やっと一時間目が終わったわけだが、今日はこれをあと5回やらないといけないのか?
俺の精神と肉体はこの試練に耐えられるのか?まったくやれやれだ。
  
 休み時間になると、他のクラスの女子が数人やってきて、廊下からうちの女子を呼んだ。
呼ばれた方の女子(うちのクラスの女子)がドアのあたりから声高く叫んだ。
「ねえ、杉本。あんたに用事があるって!ちょっと廊下来てよ」
他のクラスの女子の中で、ちょっと大人しい感じのかわいい子が耳まで真っ赤にしている。
 
きっと、チョコを渡すだけのつもりが、周りの友達に煽られて大きい事になったんだろう。
そういう控え目な女の子の一途な想いって俺は嫌いじゃない。むしろ好みだ。

OK。俺の名前は本間だ。 
  

なんとなくそわそわしながら俺は休憩時間を過ごした。
いつ背中から声をかけられてもいいようになんとなく姿勢もよくしておく。
まあ、一時間目の休憩時間からいきなり渡すようなせわしない子はちょっとな。
  
あとのことはいま一つ覚えてない。とにかくあっという間に昼休みになり、
そしてそのまま5時間目も6時間目も終わった。

OK。事件になるようなことは何も起こらなかった。今日も日本は平和だ。 
 
 
終わりの学活の時に、他の男子をぐるっと見渡してみる。みんな普通だ。
間違っても、落ち込んだり不満そうな顔をしてるやつはいない。
だから俺も同じように装った。
  
学活が終わって、みんなゾロゾロと教室から出ていく。
俺は部活には入っていない。
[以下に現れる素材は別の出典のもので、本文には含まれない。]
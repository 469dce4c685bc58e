use anyhow::Result;
use clap::Parser;
use sentinel_audio::config::SettingsStore;
use sentinel_audio::events::EventBus;
use sentinel_audio::supervisor::Supervisor;
use sentinel_audio::vban::SourceRegistry;
use std::path::PathBuf;
use std::sync::Arc;
use tokio::signal;
use tracing_subscriber::EnvFilter;

/// Multi-source real-time audio event detector (VBAN, RTSP, microphone)
#[derive(Parser, Debug)]
#[command(author, version, about, long_about = None)]
struct Args {
    /// Directory holding settings.json (created if missing)
    #[arg(short, long, default_value = ".")]
    settings: PathBuf,

    /// Enable debug logging
    #[arg(long)]
    debug: bool,
}

#[tokio::main]
async fn main() -> Result<()> {
    let args = Args::parse();

    let filter = if args.debug {
        EnvFilter::new("sentinel_audio=debug")
    } else {
        EnvFilter::new("sentinel_audio=info")
    };
    tracing_subscriber::fmt().with_env_filter(filter).init();

    tracing::info!("sentinel-audio starting...");

    let settings_store = Arc::new(SettingsStore::new(&args.settings));
    let vban_registry = Arc::new(SourceRegistry::new());
    let event_bus = EventBus::new();

    let mut debug_rx = event_bus.subscribe();
    tokio::spawn(async move {
        use sentinel_audio::events::Event;
        while let Ok(event) = debug_rx.recv().await {
            match event {
                Event::Clap {
                    source_id,
                    timestamp,
                    score,
                } => tracing::info!(source_id, timestamp, score, "clap detected"),
                Event::Labels { source, detected } => {
                    tracing::debug!(source, ?detected, "labels")
                }
                Event::DetectionStatus { status } => {
                    tracing::info!(?status, "detection status changed")
                }
                Event::Debug { message } => tracing::debug!(message),
            }
        }
    });

    let supervisor = Arc::new(Supervisor::new(
        settings_store,
        vban_registry,
        event_bus,
        tokio::runtime::Handle::current(),
    ));

    supervisor.start()?;
    tracing::info!("detection started. Press Ctrl+C to stop.");

    signal::ctrl_c().await?;
    tracing::info!("shutdown signal received");
    supervisor.stop();

    tracing::info!("sentinel-audio stopped");
    Ok(())
}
だからもうあとは帰るだけだ。
「ふう、そろそろ帰るかぁ・・・」
俺は独り言をつぶやいたつもりだったが、思ったよりも教室に声が響いた。
クラスに残っていた女子たちが顔を見合わせてくすっと笑ったように見えた。
 
OK。俺は何も見てない聞いてない。
  
 
よし決めた。もう誰も信じない。
そうだ、チョコなんかをもらって女の奴隷になるくらいなら、
俺は自由なる孤独を愛そう。

そう決めて、肩で風を切って教室を出て下駄箱に向かった。
誰も俺のことなんか好きじゃない。誰も俺を気にかけてない。
頭のなかでそんな言葉だけがぐるぐるしていた。
視界が滲んでうまくまっすぐ歩けない。
早く家に帰って寝てしまおう。おれはそれだけを考えていた。